Contre la chenille processionnaire, on intervient à l’automne au Bacillus thuringiensis sur les jeunes chenilles, en hiver en retirant les nids, et en fin d’hiver avec un piège à collerette autour du tronc pour intercepter la descente. Deux choses que presque personne ne met côte à côte : depuis 2022 les processionnaires du pin et du chêne sont officiellement classées nuisibles à la santé humaine, et le danger principal n’est pas pour l’arbre, mais pour les personnes et pour les animaux domestiques.

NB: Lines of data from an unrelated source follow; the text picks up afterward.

//! Logging setup.

use tracing_subscriber::{layer::SubscriberExt, util::SubscriberInitExt, EnvFilter};

use crate::config::{Config, LogFormat};

/// Install the global subscriber. `RUST_LOG` takes precedence over the configured level.
pub fn init(config: &Config) {
    let env_filter =
        EnvFilter::try_from_default_env().unwrap_or_else(|_| EnvFilter::new(&config.log_level));

    let registry = tracing_subscriber::registry().with(env_filter);

    match config.log_format {
        LogFormat::Text => registry.with(tracing_subscriber::fmt::layer()).init(),
        LogFormat::Json => registry
            .with(tracing_subscriber::fmt::layer().json())
            .init(),
    }
}
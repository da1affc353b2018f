//! Zoo Records Backend
//!
//! A REST backend that stores animal profile records and looks them up by barcode.

mod api;
mod config;
mod db;
mod errors;
mod logging;
mod models;
mod signal;

use std::sync::Arc;

use axum::{
    extract::State,
    routing::{get, post},
    Router,
};
use tower::ServiceBuilder;
use tower_http::cors::{Any, CorsLayer};
use tower_http::trace::TraceLayer;

use config::Config;
use db::Repository;
use errors::ReportedError;

/// Application state shared across all handlers.
#[derive(Clone)]
pub struct AppState {
    pub repo: Arc<Repository>,
    pub config: Arc<Config>,
}

#[tokio::main]
async fn main() -> Result<(), Box<dyn std::error::Error>> {
    // Load configuration
    let config = Config::from_env()?;

    logging::init(&config);

    tracing::info!("Starting Zoo Records Backend");
    tracing::info!("Bind address: {}", config.bind_addr);
    tracing::info!("Error reporting: {:?}", config.error_reporting);

    // Storage must be ready before the listener accepts anything
    let pool = match db::init_database(&config.database_url, config.max_connections).await {
        Ok(pool) => pool,
        Err(e) => {
            tracing::error!("Failed to connect to DB: {}", e);
            return Err(e.into());
        }
    };
    tracing::info!("Connected to DB");

    let state = AppState {
        repo: Arc::new(Repository::new(pool)),
        config: Arc::new(config.clone()),
    };

    // Build router
    let app = create_router(state);

    // Start server
    let listener = tokio::net::TcpListener::bind(&config.bind_addr).await?;
    tracing::info!("Server running on port {}", listener.local_addr()?.port());

    axum::serve(listener, app)
        .with_graceful_shutdown(signal::shutdown())
        .await?;

    Ok(())
}

/// Create the application router with all routes.
pub fn create_router(state: AppState) -> Router {
    // Any origin may call the API
    let cors = CorsLayer::new()
        .allow_origin(Any)
        .allow_methods(Any)
        .allow_headers(Any);

    Router::new()
        .route("/data", get(api::list_records).post(api::create_record))
        .route("/barcode", post(api::find_by_barcode))
        .route("/health", get(health_check))
        .layer(
            ServiceBuilder::new()
                .layer(TraceLayer::new_for_http())
                .layer(cors),
        )
        .with_state(state)
}

/// Health check endpoint.
async fn health_check(State(state): State<AppState>) -> Result<&'static str, ReportedError> {
    state
        .repo
        .ping()
        .await
        .map_err(|e| e.report(state.config.error_reporting))?;
    Ok("OK")
}
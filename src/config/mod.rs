//! Configuration module for the zoo records backend.
//!
//! All configuration is loaded from environment variables with sensible defaults.

use std::env;
use std::fmt;
use std::net::SocketAddr;

use crate::errors::ErrorReporting;

/// Output format for log lines.
#[derive(Debug, Clone, Copy, PartialEq, Eq)]
pub enum LogFormat {
    Text,
    Json,
}

/// Application configuration loaded from environment variables.
#[derive(Debug, Clone)]
pub struct Config {
    /// Storage connection string
    pub database_url: String,
    /// Address to bind the server to
    pub bind_addr: SocketAddr,
    /// Log level (trace, debug, info, warn, error)
    pub log_level: String,
    pub log_format: LogFormat,
    /// Maximum number of pooled storage connections
    pub max_connections: u32,
    /// How failures are reported to callers
    pub error_reporting: ErrorReporting,
}

/// A configuration variable held a value that could not be parsed.
#[derive(Debug)]
pub struct ConfigError {
    pub variable: &'static str,
    pub value: String,
}

impl fmt::Display for ConfigError {
    fn fmt(&self, f: &mut fmt::Formatter<'_>) -> fmt::Result {
        write!(f, "invalid value {:?} for {}", self.value, self.variable)
    }
}

impl std::error::Error for ConfigError {}

impl Config {
    /// Load configuration from environment variables.
    pub fn from_env() -> Result<Self, ConfigError> {
        dotenvy::dotenv().ok();

        let database_url = env::var("ZOO_DATABASE_URL")
            .unwrap_or_else(|_| "sqlite:./data/zoo.sqlite?mode=rwc".to_string());

        let bind_addr =
            parse_var::<SocketAddr>("ZOO_BIND_ADDR", "0.0.0.0:8080", |v| v.parse().ok())?;

        let log_level = env::var("ZOO_LOG_LEVEL").unwrap_or_else(|_| "info".to_string());

        let log_format = parse_var("ZOO_LOG_FORMAT", "text", |v| {
            match v.to_ascii_lowercase().as_str() {
                "text" => Some(LogFormat::Text),
                "json" => Some(LogFormat::Json),
                _ => None,
            }
        })?;

        let max_connections = parse_var("ZOO_DB_MAX_CONNECTIONS", "5", |v| {
            v.parse::<u32>().ok().filter(|n| *n > 0)
        })?;

        let distinct = parse_var("ZOO_DISTINCT_ERRORS", "false", parse_bool)?;
        let error_reporting = if distinct {
            ErrorReporting::Distinct
        } else {
            ErrorReporting::Generic
        };

        Ok(Self {
            database_url,
            bind_addr,
            log_level,
            log_format,
            max_connections,
            error_reporting,
        })
    }
}

fn parse_var<T>(
    variable: &'static str,
    default: &str,
    parse: impl FnOnce(&str) -> Option<T>,
) -> Result<T, ConfigError> {
    let value = env::var(variable).unwrap_or_else(|_| default.to_string());
    parse(value.trim()).ok_or(ConfigError { variable, value })
}

fn parse_bool(value: &str) -> Option<bool> {
    match value.to_ascii_lowercase().as_str() {
        "1" | "true" | "yes" | "on" => Some(true),
        "0" | "false" | "no" | "off" | "" => Some(false),
        _ => None,
    }
}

Parce que le vrai dégât est là. Un pin défolié repart. Un chien qui met le museau dans une procession peut perdre un morceau de langue, et un enfant qui touche un nid tombé se retrouve avec une urticaire qui dure des jours.
Pourquoi c’est dangereux : les poils, pas les mandibules
Thaumetopoea pityocampa sur le pin et Thaumetopoea processionea sur le chêne ne mordent pas et ne piquent pas. Le dégât vient des poils urticants que les chenilles libèrent à partir du troisième stade : microscopiques, ils se détachent au moindre dérangement, voyagent avec le vent et restent actifs plusieurs mois, y compris sur un nid vieux et apparemment abandonné.
Chez l’homme, ils provoquent urticaire, conjonctivite et, chez les personnes sensibles, des réactions respiratoires. Chez le chien le tableau est pire, parce qu’il explore avec le nez et la gueule : contact avec la langue et les muqueuses, gonflement rapide, et dans les cas graves nécrose du tissu atteint.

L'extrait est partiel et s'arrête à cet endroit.